Christian Gysi: Von der Bühne ins Archiv

«Jede het sis Ruckseckli z träge. Aber los jetzt Werni, du muesch wüsse: Wenn das Ruckseckli leer isch, de frogsch di, wiso de Seich überhaupt mitschleiksch.»

Das ist Heinz, im Sketch mit Haaren im Gesicht und Bier in der Hand, der sich Wernis Ratschläge eher weniger zu Herzen nimmt und in Gedanken mehrheitlich beim weiblichen Geschlecht ist. Heinz ist Christian Gysi, 44-jährig und aus Aarau, die andere Hälfte der Pasta.

Einen Tag die Woche steigt Christian Gysi ins Archiv des Aarauer Stadtbauamts hinab. Er schaut sich die Unterlagen zu abgeschlossenen Projekten an. Der gelernte Tiefbauzeichner entscheidet, welche Dokumente künftig noch gebraucht werden könnten. Den Rest entsorgt er. Gysi soll Platz schaffen.
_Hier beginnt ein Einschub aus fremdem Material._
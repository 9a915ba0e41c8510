use std::time::Instant;

use flicker_image::ImageSize;
use flicker_imgproc::threshold::SliceMode;
use serde::{Deserialize, Serialize};

use crate::config::EngineConfig;
use crate::error::TransformError;
use crate::op::{ImageSide, Target, TransformOp};

/// Per-invocation numeric parameters.
#[derive(Debug, Clone, PartialEq, Serialize, Deserialize)]
#[serde(default)]
pub struct TransformParams {
    /// Pseudo-3D shear angle in degrees, clamped to the configured maximum.
    pub angle_deg: f64,
    /// Pseudo-3D lift in percent, 0 to 100.
    pub z_scale: u8,
    /// Sharpening weight in percent, 0 to 100.
    pub e_scale: u8,
    /// Lower threshold bound.
    pub threshold1: u8,
    /// Upper threshold bound.
    pub threshold2: u8,
    /// Which side of the threshold range is cleared.
    pub slice_mode: SliceMode,
    /// Zoom magnification, clamped to the configured bounds.
    pub zoom_mag: f64,
    /// Swap the roles of the two images when solving landmark warps.
    pub flip_landmarks: bool,
}

impl Default for TransformParams {
    fn default() -> Self {
        Self {
            angle_deg: 0.0,
            z_scale: 0,
            e_scale: 50,
            threshold1: 0,
            threshold2: 255,
            slice_mode: SliceMode::Outside,
            zoom_mag: 1.0,
            flip_landmarks: false,
        }
    }
}

impl TransformParams {
    /// Check the parameters and clamp them to their ranges.
    ///
    /// # Errors
    ///
    /// Returns [`TransformError::InvalidParameter`] for non-finite angle or zoom and
    /// for `threshold1 > threshold2`.
    pub fn validated(&self, config: &EngineConfig) -> Result<Self, TransformError> {
        if !self.angle_deg.is_finite() {
            return Err(TransformError::InvalidParameter(format!(
                "angle {} is not finite",
                self.angle_deg
            )));
        }
        if !self.zoom_mag.is_finite() || self.zoom_mag <= 0.0 {
            return Err(TransformError::InvalidParameter(format!(
                "zoom magnification {} must be positive",
                self.zoom_mag
            )));
        }
        if self.threshold1 > self.threshold2 {
            return Err(TransformError::InvalidParameter(format!(
                "threshold1 {} exceeds threshold2 {}",
                self.threshold1, self.threshold2
            )));
        }

        let max_angle = config.max_angle_deg;
        Ok(Self {
            angle_deg: self.angle_deg.clamp(-max_angle, max_angle),
            z_scale: self.z_scale.min(100),
            e_scale: self.e_scale.min(100),
            zoom_mag: config.zoom_policy().clamp(self.zoom_mag),
            ..self.clone()
        })
    }
}

/// One invocation: an operation, its target, the source size and its parameters.
#[derive(Debug, Clone)]
pub struct TransformSession {
    /// The operation.
    pub op: TransformOp,
    /// The side(s) written.
    pub target: Target,
    /// Validated parameters.
    pub params: TransformParams,
    source_sizes: [Option<ImageSize>; 2],
    started: Instant,
}

impl TransformSession {
    /// Start a session, validating `params` against `config`.
    pub fn new(
        op: TransformOp,
        target: Target,
        params: &TransformParams,
        config: &EngineConfig,
    ) -> Result<Self, TransformError> {
        Ok(Self {
            op,
            target,
            params: params.validated(config)?,
            source_sizes: [None; 2],
            started: Instant::now(),
        })
    }

    /// Size of the raster snapshotted for `side`, once the input has been taken.
    pub fn source_size(&self, side: ImageSide) -> Option<ImageSize> {
        self.source_sizes[side.index()]
    }

    pub(crate) fn set_source_size(&mut self, side: ImageSide, size: ImageSize) {
        self.source_sizes[side.index()] = Some(size);
    }

    /// Time since the session started.
    pub fn elapsed(&self) -> std::time::Duration {
        self.started.elapsed()
    }
}
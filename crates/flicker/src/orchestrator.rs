use std::collections::HashSet;
use std::panic::{catch_unwind, AssertUnwindSafe};
use std::sync::{Arc, Mutex, PoisonError, RwLock};
use std::thread::JoinHandle;

use crate::context::SessionContext;
use crate::dispatch::{run_side, SideInput, SideOutput};
use crate::error::TransformError;
use crate::gate::RedrawGate;
use crate::model::{DisplaySink, ImageModel, TransformReport};
use crate::op::{ImageSide, Target, TransformOp};
use crate::session::{TransformParams, TransformSession};

/// Sides with an invocation in flight, released on drop.
struct SideReservation {
    in_flight: Arc<Mutex<HashSet<ImageSide>>>,
    sides: &'static [ImageSide],
}

impl SideReservation {
    fn acquire(
        in_flight: &Arc<Mutex<HashSet<ImageSide>>>,
        sides: &'static [ImageSide],
    ) -> Result<Self, TransformError> {
        let mut busy = in_flight.lock().unwrap_or_else(PoisonError::into_inner);
        if let Some(side) = sides.iter().find(|s| busy.contains(s)) {
            return Err(TransformError::SideBusy(*side));
        }
        busy.extend(sides.iter().copied());
        Ok(Self {
            in_flight: in_flight.clone(),
            sides,
        })
    }
}

impl Drop for SideReservation {
    fn drop(&mut self) {
        let mut busy = self.in_flight.lock().unwrap_or_else(PoisonError::into_inner);
        for side in self.sides {
            busy.remove(side);
        }
    }
}

/// A transform running on a worker thread.
#[derive(Debug)]
pub struct TransformTask {
    op: TransformOp,
    target: Target,
    handle: JoinHandle<Result<TransformReport, TransformError>>,
}

impl TransformTask {
    /// The operation being run.
    pub fn op(&self) -> TransformOp {
        self.op
    }

    /// The side(s) being written.
    pub fn target(&self) -> Target {
        self.target
    }

    /// Whether the worker has finished.
    pub fn is_finished(&self) -> bool {
        self.handle.is_finished()
    }

    /// Wait for the worker and return its result.
    pub fn join(self) -> Result<TransformReport, TransformError> {
        self.handle
            .join()
            .map_err(|_| TransformError::WorkerPanicked)?
    }
}

/// Runs named transforms in the background and publishes their output.
///
/// Each invocation reserves its target side(s), suppresses redraw, snapshots the
/// input from the [`ImageModel`], computes every side, and only then commits
/// the outputs to the [`DisplaySink`]. A failure on any side commits nothing
/// and reports the error for every targeted side.
///
/// # Example
///
/// ```
/// use std::sync::Arc;
///
/// use flicker::{
///     ImageSide, MemoryImageStore, SessionContext, Target, TransformOp, TransformOrchestrator,
///     TransformParams,
/// };
/// use flicker::image::{packed::pack_gray, Raster, WHITE};
///
/// let store = Arc::new(MemoryImageStore::default());
/// store.load(ImageSide::Left, Raster::from_size_val([8, 8].into(), pack_gray(0)).unwrap(), false);
///
/// let orchestrator =
///     TransformOrchestrator::new(SessionContext::default(), store.clone(), store.clone());
/// let params = TransformParams::default();
/// orchestrator.run_blocking(TransformOp::Complement, Target::Left, &params).unwrap();
///
/// let shown = store.current(ImageSide::Left).unwrap();
/// assert!(shown.as_slice().iter().all(|&p| p == WHITE));
/// ```
pub struct TransformOrchestrator {
    ctx: Arc<RwLock<SessionContext>>,
    model: Arc<dyn ImageModel>,
    sink: Arc<dyn DisplaySink>,
    gate: RedrawGate,
    in_flight: Arc<Mutex<HashSet<ImageSide>>>,
}

impl TransformOrchestrator {
    /// Create an orchestrator using the process-wide redraw gate.
    pub fn new(
        ctx: SessionContext,
        model: Arc<dyn ImageModel>,
        sink: Arc<dyn DisplaySink>,
    ) -> Self {
        Self {
            ctx: Arc::new(RwLock::new(ctx)),
            model,
            sink,
            gate: RedrawGate::global().clone(),
            in_flight: Arc::new(Mutex::new(HashSet::new())),
        }
    }

    /// Use `gate` instead of the process-wide gate.
    pub fn with_gate(mut self, gate: RedrawGate) -> Self {
        self.gate = gate;
        self
    }

    /// The redraw gate the display should poll.
    pub fn gate(&self) -> &RedrawGate {
        &self.gate
    }

    /// Read the session context.
    pub fn with_context<R>(&self, f: impl FnOnce(&SessionContext) -> R) -> R {
        let ctx = self.ctx.read().unwrap_or_else(PoisonError::into_inner);
        f(&ctx)
    }

    /// Modify the session context, e.g. to load landmarks or register plugins.
    ///
    /// Invocations already in flight keep the snapshot they started with.
    pub fn update_context<R>(&self, f: impl FnOnce(&mut SessionContext) -> R) -> R {
        let mut ctx = self.ctx.write().unwrap_or_else(PoisonError::into_inner);
        f(&mut ctx)
    }

    /// Whether an invocation is in flight on `side`.
    pub fn is_busy(&self, side: ImageSide) -> bool {
        self.in_flight
            .lock()
            .unwrap_or_else(PoisonError::into_inner)
            .contains(&side)
    }

    /// Start `op` on `target` in the background.
    ///
    /// # Errors
    ///
    /// Fails without starting any work if the parameters are invalid, the
    /// operation is an unregistered plugin, or a targeted side is busy
    /// ([`TransformError::SideBusy`]).
    pub fn submit(
        &self,
        op: TransformOp,
        target: Target,
        params: &TransformParams,
    ) -> Result<TransformTask, TransformError> {
        let ctx = self.with_context(SessionContext::clone);
        let session = TransformSession::new(op, target, params, &ctx.config)?;

        if let TransformOp::Plugin(slot) = op {
            if ctx.plugins.get(slot).is_none() {
                return Err(TransformError::UnknownOperation(op.to_string()));
            }
        }

        let reservation = SideReservation::acquire(&self.in_flight, target.sides())?;
        let redraw = self.gate.suppress();
        log::debug!("submitting {op} on {target:?}");

        let shared = self.ctx.clone();
        let model = self.model.clone();
        let sink = self.sink.clone();

        let mut session = session;
        let handle = std::thread::spawn(move || {
            let result = catch_unwind(AssertUnwindSafe(|| {
                execute(&ctx, &shared, model.as_ref(), sink.as_ref(), &mut session)
            }))
            .unwrap_or_else(|_| {
                let err = TransformError::WorkerPanicked;
                abort(sink.as_ref(), &session, &err);
                Err(err)
            });

            // commit or abort happened above; release the display and the sides
            drop(redraw);
            drop(reservation);
            result
        });

        Ok(TransformTask { op, target, handle })
    }

    /// Run `op` on `target` and wait for it.
    pub fn run_blocking(
        &self,
        op: TransformOp,
        target: Target,
        params: &TransformParams,
    ) -> Result<TransformReport, TransformError> {
        self.submit(op, target, params)?.join()
    }
}

fn abort(sink: &dyn DisplaySink, session: &TransformSession, err: &TransformError) {
    log::warn!("{} aborted after {:?}: {err}", session.op, session.elapsed());
    for &side in session.target.sides() {
        sink.aborted(side, session.op, err);
    }
}

fn compute_side(
    ctx: &SessionContext,
    model: &dyn ImageModel,
    session: &mut TransformSession,
    side: ImageSide,
) -> Result<SideOutput, TransformError> {
    let source = model.source(side).ok_or(TransformError::NoImage(side))?;
    session.set_source_size(side, source.raster.size());
    let original = match session.op {
        TransformOp::NormColor => model.original(side),
        _ => None,
    };
    log::debug!(
        "{side}: {} on {}x{}",
        session.op,
        source.raster.width(),
        source.raster.height()
    );

    let input = SideInput {
        side,
        source,
        original,
        overlay: ctx.overlay(side).clone(),
        guard: ctx.guard(side),
    };
    run_side(ctx, session.op, &session.params, input)
}

fn execute(
    ctx: &SessionContext,
    shared: &RwLock<SessionContext>,
    model: &dyn ImageModel,
    sink: &dyn DisplaySink,
    session: &mut TransformSession,
) -> Result<TransformReport, TransformError> {
    let sides = session.target.sides();

    let mut outputs = Vec::with_capacity(sides.len());
    for &side in sides {
        match compute_side(ctx, model, session, side) {
            Ok(output) => outputs.push((side, output)),
            Err(err) => {
                abort(sink, session, &err);
                return Err(err);
            }
        }
    }

    let report = TransformReport {
        op: session.op,
        sides: sides.to_vec(),
        source_sizes: sides.iter().filter_map(|&s| session.source_size(s)).collect(),
        elapsed: session.elapsed(),
    };

    {
        let mut shared = shared.write().unwrap_or_else(PoisonError::into_inner);
        // a new landmark table reset the overlays while this invocation ran
        let landmarks_current = shared.landmark_revision() == ctx.landmark_revision();
        if !landmarks_current {
            log::debug!("{}: landmarks replaced during the run, overlay kept", session.op);
        }
        for (side, output) in outputs.iter() {
            if landmarks_current {
                shared.set_overlay(*side, output.overlay.clone());
            }
            shared.set_guard(*side, output.guard);
        }
    }
    for (side, output) in outputs {
        sink.commit(side, output.raster, &report);
    }

    log::info!(
        "{} on {:?} done in {:?}",
        session.op,
        session.target,
        report.elapsed
    );
    Ok(report)
}

#[cfg(test)]
mod tests {
    use super::*;
    use crate::model::MemoryImageStore;
    use crate::plugin::TransformPlugin;
    use flicker_image::{packed::pack_gray, ImageError, ImageSize, Raster};

    fn store_with(side: ImageSide, value: u8) -> Arc<MemoryImageStore> {
        let store = Arc::new(MemoryImageStore::default());
        let raster = Raster::from_size_val([4, 4].into(), pack_gray(value)).unwrap();
        store.load(side, raster, false);
        store
    }

    fn orchestrator_for(
        ctx: SessionContext,
        store: &Arc<MemoryImageStore>,
    ) -> TransformOrchestrator {
        TransformOrchestrator::new(ctx, store.clone(), store.clone())
            .with_gate(RedrawGate::default())
    }

    /// Fails the way an oversized scratch buffer would.
    struct Exhausted;

    impl TransformPlugin for Exhausted {
        fn name(&self) -> &str {
            "exhausted"
        }

        fn apply(
            &self,
            _: &Raster,
            _: &mut Raster,
            _: &TransformParams,
        ) -> Result<(), TransformError> {
            Err(ImageError::AllocationFailed(1 << 40).into())
        }
    }

    #[test]
    fn both_commits_nothing_on_failure() {
        let store = store_with(ImageSide::Left, 10);
        let orchestrator = orchestrator_for(SessionContext::default(), &store);

        let params = TransformParams::default();
        let res = orchestrator.run_blocking(TransformOp::Complement, Target::Both, &params);
        assert_eq!(res, Err(TransformError::NoImage(ImageSide::Right)));
        assert_eq!(store.commits(ImageSide::Left), 0);
        let shown = store.current(ImageSide::Left).unwrap();
        assert_eq!(shown.as_slice()[0], pack_gray(10));
        assert!(store.last_error(ImageSide::Left).is_some());
        assert!(!orchestrator.is_busy(ImageSide::Left));
        assert!(!orchestrator.gate().is_suppressed());
    }

    #[test]
    fn allocation_failure_aborts_as_out_of_memory() {
        let store = store_with(ImageSide::Left, 10);
        let mut ctx = SessionContext::default();
        ctx.plugins.register(7, Exhausted);
        let orchestrator = orchestrator_for(ctx, &store);

        let params = TransformParams::default();
        let res = orchestrator.run_blocking(TransformOp::Plugin(7), Target::Left, &params);
        assert_eq!(
            res,
            Err(TransformError::OutOfMemory {
                side: ImageSide::Left,
                pixels: 1 << 40,
            })
        );
        assert_eq!(store.commits(ImageSide::Left), 0);
        let shown = store.current(ImageSide::Left).unwrap();
        assert_eq!(shown.as_slice()[0], pack_gray(10));
        let message = store.last_error(ImageSide::Left).unwrap();
        assert!(message.starts_with("plugin:7"), "{message}");
        assert!(message.contains("Out of memory"), "{message}");
        assert!(!orchestrator.is_busy(ImageSide::Left));
    }

    #[test]
    fn invalid_params_start_nothing() {
        let store = store_with(ImageSide::Right, 0);
        let orchestrator = orchestrator_for(SessionContext::default(), &store);
        let params = TransformParams {
            threshold1: 9,
            threshold2: 3,
            ..Default::default()
        };
        assert!(matches!(
            orchestrator.submit(TransformOp::Threshold, Target::Right, &params),
            Err(TransformError::InvalidParameter(_))
        ));
        assert!(matches!(
            orchestrator.submit(
                TransformOp::Plugin(2),
                Target::Right,
                &TransformParams::default()
            ),
            Err(TransformError::UnknownOperation(_))
        ));
        assert!(!orchestrator.is_busy(ImageSide::Right));
    }

    #[test]
    fn report_names_sides() {
        let store = store_with(ImageSide::Right, 0);
        let orchestrator = orchestrator_for(SessionContext::default(), &store);
        let report = orchestrator
            .run_blocking(TransformOp::FlipVert, Target::Right, &TransformParams::default())
            .unwrap();
        assert_eq!(report.op, TransformOp::FlipVert);
        assert_eq!(report.sides, vec![ImageSide::Right]);
        assert_eq!(
            report.source_sizes,
            vec![ImageSize {
                width: 4,
                height: 4,
            }]
        );
        assert_eq!(store.commits(ImageSide::Right), 1);
    }
}
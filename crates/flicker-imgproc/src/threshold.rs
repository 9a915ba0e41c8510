use flicker_image::{GrayImage, ImageError};
use serde::{Deserialize, Serialize};

use crate::parallel;

/// Which side of the slice range is cleared to white.
#[derive(Debug, Clone, Copy, PartialEq, Eq, Default, Serialize, Deserialize)]
pub enum SliceMode {
    /// Pixels whose key lies outside `[t1, t2]` become white; the rest pass through.
    #[default]
    Outside,
    /// Pixels whose key lies inside `[t1, t2]` become white; the rest pass through.
    Inside,
}

/// Slice an image by gray range.
///
/// The key compared against `[t1, t2]` is the complement `255 - g` when the data
/// is black-is-zero, so that dense (dark) regions have high keys; otherwise it is
/// the gray value itself. Pixels on the cleared side of the range become 255,
/// the others are copied unchanged.
///
/// # Arguments
///
/// * `src` - The input gray image.
/// * `dst` - The output gray image.
/// * `t1` - Lower bound of the range, inclusive.
/// * `t2` - Upper bound of the range, inclusive.
/// * `mode` - Which side of the range is cleared.
/// * `black_is_zero` - Polarity of the source data.
///
/// # Example
///
/// ```
/// use flicker_image::GrayImage;
/// use flicker_imgproc::threshold::{threshold_slice, SliceMode};
///
/// let src = GrayImage::new([3, 1].into(), vec![10, 128, 250]).unwrap();
/// let mut dst = GrayImage::from_size_val(src.size(), 0).unwrap();
///
/// // keys are 245, 127, 5: only the middle one lies in [100, 200]
/// threshold_slice(&src, &mut dst, 100, 200, SliceMode::Outside, true).unwrap();
/// assert_eq!(dst.as_slice(), &[255, 128, 255]);
/// ```
pub fn threshold_slice(
    src: &GrayImage,
    dst: &mut GrayImage,
    t1: u8,
    t2: u8,
    mode: SliceMode,
    black_is_zero: bool,
) -> Result<(), ImageError> {
    if src.size() != dst.size() {
        return Err(ImageError::InvalidImageSize(
            src.cols(),
            src.rows(),
            dst.cols(),
            dst.rows(),
        ));
    }

    parallel::par_iter_rows_val(src, dst, |&g, out| {
        let key = if black_is_zero { 255 - g } else { g };
        let inside = key >= t1 && key <= t2;
        let cleared = match mode {
            SliceMode::Outside => !inside,
            SliceMode::Inside => inside,
        };
        *out = if cleared { 255 } else { g };
    });

    Ok(())
}
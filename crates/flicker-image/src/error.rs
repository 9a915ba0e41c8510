/// An error type for the image module.
#[derive(thiserror::Error, Debug, PartialEq)]
pub enum ImageError {
    /// Error when the data length does not match the image size.
    #[error("Data length ({0}) does not match the image size ({1})")]
    InvalidChannelShape(usize, usize),

    /// Error when two images that must agree in size do not.
    #[error("Image size mismatch: {0}x{1} vs {2}x{3}")]
    InvalidImageSize(usize, usize, usize, usize),

    /// Error when a pixel index is out of bounds.
    #[error("Pixel index ({0}, {1}) is out of bounds ({2}x{3})")]
    PixelIndexOutOfBounds(usize, usize, usize, usize),

    /// Error when the image has a zero dimension where pixels are required.
    #[error("Image must not be empty, got {0}x{1}")]
    EmptyImage(usize, usize),

    /// Error when the backing buffer cannot be allocated.
    #[error("Failed to allocate {0} pixels")]
    AllocationFailed(usize),

    /// Error when the resampling backend rejects the buffers.
    #[error("Resampling failed: {0}")]
    ResampleError(String),
}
Vor Jahren schon hat Gysi im Stadtbauamt angefangen, damals war es noch ein Sommerjob. Seither hat er immer mal wieder für die Stadt gearbeitet – wenn es Arbeit gab, und wenn er nicht gerade auf Tournee war. «Als Künstler ist man froh, wenn man ein Back-up hat», sagt er.

Auch jetzt ist Gysi froh darum. Er möchte, soweit das möglich ist, unabhängig von der finanziellen Unterstützung von Bund und Kanton sein. «Ich weiss nicht, was in Zukunft sein wird. Ob ich in einem halben Jahr noch Unterstützung bekomme. Oder ob ich 2022 wieder spielen darf.»

Ausserdem könne er die Zeit, die er jetzt habe, gerade so gut nutzen. Viel proben, ja – es werde von Künstlern erwartet, dass sie nun etwas tun würden – aber darüber hinaus auch arbeiten. Rumsitzen aber sei keine Option.

Wenn Gysi nicht gerade am Proben oder im Stadtbauamt ist, arbeitet er als Hausmann – auch Gysi hat Frau und Kinder. Sonst läuft aber auch bei ihm nicht mehr viel. Keine Besuche mehr in Beizen oder bei Fussballspielen. Und keine Auftritte mehr. «Das vermisse ich», sagt er. Die sonstigen Kontakte fast noch mehr als das Publikum.

Auf Publikum mussten Gysi und Maurer zwar verzichten. Aufs Spielen aber dann doch nicht ganz. So waren sie vor einigen Wochen an der digitalen Version des Arosa Humorfestivals aufgetreten.

Gysi und Maurer: Beide haben Familien, beide sind mehr oder weniger arbeitslos. Beide bekommen Unterstützung, beide haben sich selbst organisiert, um nicht mehr als nötig darauf angewiesen zu sein. Und beide wollen schnellstmöglich ganz davon wegkommen. Wenn möglich schon dieses Jahr.

Sollten sie nicht, wie gewohnt, wieder spielen dürfen, haben sie die beiden einen Plan B überlegt. Sie wollen im Sommer, mit Lastwagen, Anhänger und Soundanlage, quer durch die Schweiz fahren und in den verschiedensten Dörfern auftreten. Die Vorbereitungen dafür laufen.